I am afraid you can't be guaranteed that futures will not die. But that will depend…
First, it will depend on the ExecutionContext you are using. If the ExecutionContext is backed by a daemon thread, Futures can “die” when the application terminates. If the ExecutionContext is backed by a non-daemon thread, Futures should not die this way on a normal exit. (Note that using non-daemon threads for ExecutionContext complicates VM shutdown somehow: they have to be shut down manually, maybe when some signal is received.) However…
Second, it depends what types of exit you consider. When you consider power outage, OutOfMemoryError, JVM crash, kernel panic, Linux OOM kill, kill -9 and so on, Futures can't survive that. Depending on your business requirements, you may need to consider using some durable message queue or something like that. You put the task to the queue and wait until it is confirmed to be stored to some durable storage. (You can use SQL DB – while this is probably not the most efficient solution, it should work…) After you have saved the message into the queue, you will send the Ok to the client. Then, there will be some other process (maybe on a different machine) that will consume the tasks.

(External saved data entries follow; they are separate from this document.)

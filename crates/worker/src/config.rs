//! Worker configuration.

use anyhow::Result;

/// Worker process configuration.
#[derive(Debug, Clone)]
pub struct WorkerConfig {
    /// Unique worker identifier.
    pub worker_id: String,

    /// Postgres connection URL.
    pub database_url: String,

    /// Maximum database connections.
    pub db_max_connections: u32,

    /// NATS server URL.
    pub nats_url: String,

    /// NATS stream name.
    pub nats_stream: String,

    /// NATS durable consumer name.
    pub nats_consumer: String,

    /// Maximum concurrent step jobs.
    pub max_concurrent_jobs: usize,

    /// Email delivery provider endpoint.
    pub email_api_url: String,
    pub email_api_key: String,

    /// SMS delivery provider endpoint.
    pub sms_api_url: String,
    pub sms_api_key: String,

    /// AI generation provider endpoint.
    pub ai_api_url: String,
    pub ai_api_key: String,
    pub ai_model: String,
}

impl WorkerConfig {
    /// Load configuration from environment variables.
    pub fn from_env() -> Result<Self> {
        let worker_id = std::env::var("CADENCE_WORKER_ID").unwrap_or_else(|_| {
            let host = hostname::get()
                .map(|h| h.to_string_lossy().to_string())
                .unwrap_or_else(|_| "unknown".to_string());
            format!("{}-{}", host, uuid::Uuid::new_v4())
        });

        let database_url = std::env::var("CADENCE_DATABASE_URL")
            .unwrap_or_else(|_| "postgres://localhost/cadence".to_string());

        let db_max_connections: u32 = std::env::var("CADENCE_DB_MAX_CONNECTIONS")
            .ok()
            .and_then(|s| s.parse().ok())
            .unwrap_or(5);

        let nats_url = std::env::var("CADENCE_NATS_URL")
            .unwrap_or_else(|_| "nats://localhost:4222".to_string());

        let nats_stream =
            std::env::var("CADENCE_NATS_STREAM").unwrap_or_else(|_| "cadence_jobs".to_string());

        let nats_consumer = std::env::var("CADENCE_NATS_CONSUMER")
            .unwrap_or_else(|_| "cadence-workers".to_string());

        let max_concurrent_jobs: usize = std::env::var("CADENCE_MAX_CONCURRENT_JOBS")
            .ok()
            .and_then(|s| s.parse().ok())
            .unwrap_or(4);

        let email_api_url = std::env::var("CADENCE_EMAIL_API_URL")
            .unwrap_or_else(|_| "http://localhost:8090/v1/email".to_string());
        let email_api_key = std::env::var("CADENCE_EMAIL_API_KEY").unwrap_or_default();

        let sms_api_url = std::env::var("CADENCE_SMS_API_URL")
            .unwrap_or_else(|_| "http://localhost:8090/v1/sms".to_string());
        let sms_api_key = std::env::var("CADENCE_SMS_API_KEY").unwrap_or_default();

        let ai_api_url = std::env::var("CADENCE_AI_API_URL")
            .unwrap_or_else(|_| "http://localhost:8091/v1/generate".to_string());
        let ai_api_key = std::env::var("CADENCE_AI_API_KEY").unwrap_or_default();
        let ai_model =
            std::env::var("CADENCE_AI_MODEL").unwrap_or_else(|_| "text-standard".to_string());

        Ok(Self {
            worker_id,
            database_url,
            db_max_connections,
            nats_url,
            nats_stream,
            nats_consumer,
            max_concurrent_jobs,
            email_api_url,
            email_api_key,
            sms_api_url,
            sms_api_key,
            ai_api_url,
            ai_api_key,
            ai_model,
        })
    }
}

#[cfg(test)]
mod tests {
    use super::*;

    #[test]
    fn test_config_defaults() {
        let config = WorkerConfig::from_env().unwrap();
        assert_eq!(config.nats_stream, "cadence_jobs");
        assert_eq!(config.max_concurrent_jobs, 4);
        assert!(!config.worker_id.is_empty());
    }
}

But suitability of such solution may depend on the type of tasks. Imagine there is a power outage (or some other kind of interuption) after the task is processed, but before the task is deleted from the queue. If the tasks are idempotent (e.g. statistics recalculation), it is clearly OK to repeat them. If the task sends an e-mail, this is not so good, but sending double e-mail is some rare cases can be a negligible issue. In some cases, the task can be of a truly transactional nature and you will have to care about that, because doing such task twice has unwanted consequences. But… but this is far beyond the original question.